The slipup occurred most frequently when patients who were signed up for Medicare in one state moved to another state. “Most were getting all their health-care services through one insurer in one state,” the paper found, “even though Medicaid was paying insurers in both states to cover them.”
The five biggest Medicaid insurers received one-third of the duplicate payments, the report discovered.
While there’s likely some element of fraud involved in the billing process, much of the double billing can be attributed to inertia and bureaucratic sloth. Under current guidelines, Medicaid recipients who move to another state are supposed to cancel their coverage and re-enroll in their new home state. “But the recipients don’t always cancel,” the Journal noted, “leaving states to play catch-up.” The investigation found “some cases in which individuals were signed up in five or more states.”
The problem continues to cost billions even though auditors have known about it for years.

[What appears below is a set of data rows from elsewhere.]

//! Client-side session and request layer.
//!
//! This crate sits between an application and a remote HTTP API:
//! - keeps the auth token in durable storage and shares it across processes
//! - expires sessions after user inactivity
//! - refreshes the token once, however many requests hit a 401 together
//! - refreshes proactively shortly before the token expires
//! - retries transient failures with bounded exponential backoff
//! - caches idempotent reads for a short TTL
//!
//! # Example
//!
//! ```rust,ignore
//! use tether_session::{SessionFacade, SessionSettings};
//!
//! let session = SessionFacade::builder()
//!     .settings(SessionSettings::new().with_api_base("https://api.example.com"))
//!     .build()?;
//!
//! session.login(&serde_json::json!({ "username": "ada", "password": "..." })).await?;
//! session.start_proactive_refresh();
//!
//! let widgets: Vec<Widget> = session.executor().get("/widgets").await?;
//! ```

mod activity;
mod api_base;
mod cache;
mod clock;
mod config;
mod error;
mod executor;
mod facade;
mod navigator;
mod refresh;
mod retry;
mod storage;
mod store;
mod token;
mod transport;
mod watcher;

#[cfg(test)]
mod test_support;

pub use activity::{ActivityEvent, ActivityTracker};
pub use api_base::resolve_api_base;
pub use cache::{CacheEntry, ResponseCache};
pub use clock::{Clock, ManualClock, SharedClock, SystemClock};
pub use config::SessionSettings;
pub use error::{Error, Result};
pub use executor::{CacheMode, CallOptions, MultipartOptions, RequestExecutor};
pub use facade::{SessionFacade, SessionFacadeBuilder};
pub use navigator::{LogoutReason, Navigator, NoopNavigator, SessionTerminator};
pub use refresh::{RefreshCoordinator, RefreshOutcome, ScheduleDecision};
pub use retry::{RetryPolicy, is_retryable_status, with_retry};
pub use storage::{ACTIVITY_KEY, FileStorage, MemoryStorage, SESSION_KEY, SharedStorage, Storage};
pub use store::{ChangeOrigin, SessionChange, TokenStore};
pub use token::{AuthGrant, AuthSession, UserRecord, resolve_expiry};
pub use transport::{
    FormPart, HttpRequest, HttpResponse, HttpTransport, MultipartForm, ReqwestTransport,
    RequestBody, TransportError, join_url,
};
pub use watcher::{DEFAULT_DEBOUNCE, StorageWatcher};
//! Locating, layering and saving config files.
//!
//! Two layers are read, the second overriding the first section by section:
//! the user file (`$TETHER_CONFIG_DIR/config.toml`, else
//! `<platform config dir>/tether/config.toml`) and `./tether.toml` in the
//! working directory. Command-line flags are applied by the binary on top.

use std::path::{Path, PathBuf};

use crate::{ConfigError, Result, TetherConfig};

const USER_CONFIG_FILE: &str = "config.toml";
const PROJECT_CONFIG_FILE: &str = "tether.toml";
const CONFIG_DIR_ENV: &str = "TETHER_CONFIG_DIR";

/// One candidate file and whether it contributed to the merged config.
#[derive(Debug, Clone)]
pub struct ConfigSource {
    pub path: PathBuf,
    pub loaded: bool,
}

/// Merged configuration plus a record of how it was assembled.
#[derive(Debug, Clone)]
pub struct LoadedConfig {
    pub config: TetherConfig,
    /// Candidates in precedence order, lowest first.
    pub sources: Vec<ConfigSource>,
    /// Broken layers and out-of-range values. Loading never fails on these.
    pub warnings: Vec<String>,
}

impl LoadedConfig {
    /// Paths of the layers that were actually merged.
    pub fn loaded_from(&self) -> Vec<&Path> {
        self.sources
            .iter()
            .filter(|s| s.loaded)
            .map(|s| s.path.as_path())
            .collect()
    }
}

/// Read the user and project layers and merge them over the defaults.
pub fn load_config() -> LoadedConfig {
    load_layers(user_config_path(), PathBuf::from(PROJECT_CONFIG_FILE))
}

/// Where the user-level config file lives.
pub fn user_config_path() -> Option<PathBuf> {
    let dir = match std::env::var(CONFIG_DIR_ENV) {
        Ok(dir) if !dir.is_empty() => PathBuf::from(dir),
        _ => dirs::config_dir()?.join("tether"),
    };
    Some(dir.join(USER_CONFIG_FILE))
}

/// Write `config` as TOML, creating parent directories.
pub fn save_config(config: &TetherConfig, path: &Path) -> Result<()> {
    let write_err = |path: &Path, source| ConfigError::WriteFile {
        path: path.display().to_string(),
        source,
    };
    if let Some(parent) = path.parent() {
        std::fs::create_dir_all(parent).map_err(|e| write_err(parent, e))?;
    }
    std::fs::write(path, config.to_toml()?).map_err(|e| write_err(path, e))
}

fn load_layers(user: Option<PathBuf>, project: PathBuf) -> LoadedConfig {
    let mut loaded = LoadedConfig {
        config: TetherConfig::new(),
        sources: Vec::new(),
        warnings: Vec::new(),
    };

    for path in user.into_iter().chain(Some(project)) {
        let merged = path.is_file()
            && match read_layer(&path) {
                Ok(layer) => {
                    loaded.config.merge(layer);
                    true
                }
                Err(e) => {
                    loaded.warnings.push(format!("Skipping {}: {}", path.display(), e));
                    false
                }
            };
        loaded.sources.push(ConfigSource {
            path,
            loaded: merged,
        });
    }

    if let Err(e) = loaded.config.validate() {
        loaded.warnings.push(e.to_string());
    }
    loaded
}

fn read_layer(path: &Path) -> Result<TetherConfig> {
    let text = std::fs::read_to_string(path).map_err(|e| ConfigError::ReadFile {
        path: path.display().to_string(),
        source: e,
    })?;
    TetherConfig::from_toml(&text)
}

The inspector general for the Department of Health and Human Services examined double payments in 2019 and concluded that taxpayers were on the hook for about $1 billion in such outlays each year. “It should be low-hanging fruit,” one government auditor told the Journal. “The data is there showing it is a problem. This is ripe for correction.”
In the private sector, such fiscal insanity would be quickly addressed before the company went bankrupt. There would probably be jobs lost. But when you’re entrenched in the government bureaucracy — at the state or federal level — and dealing with other people’s money, there is no such urgency. This is why the Trump administration’s DOGE exercise — while clumsy at times — is such an important endeavor despite Democratic efforts to discredit it.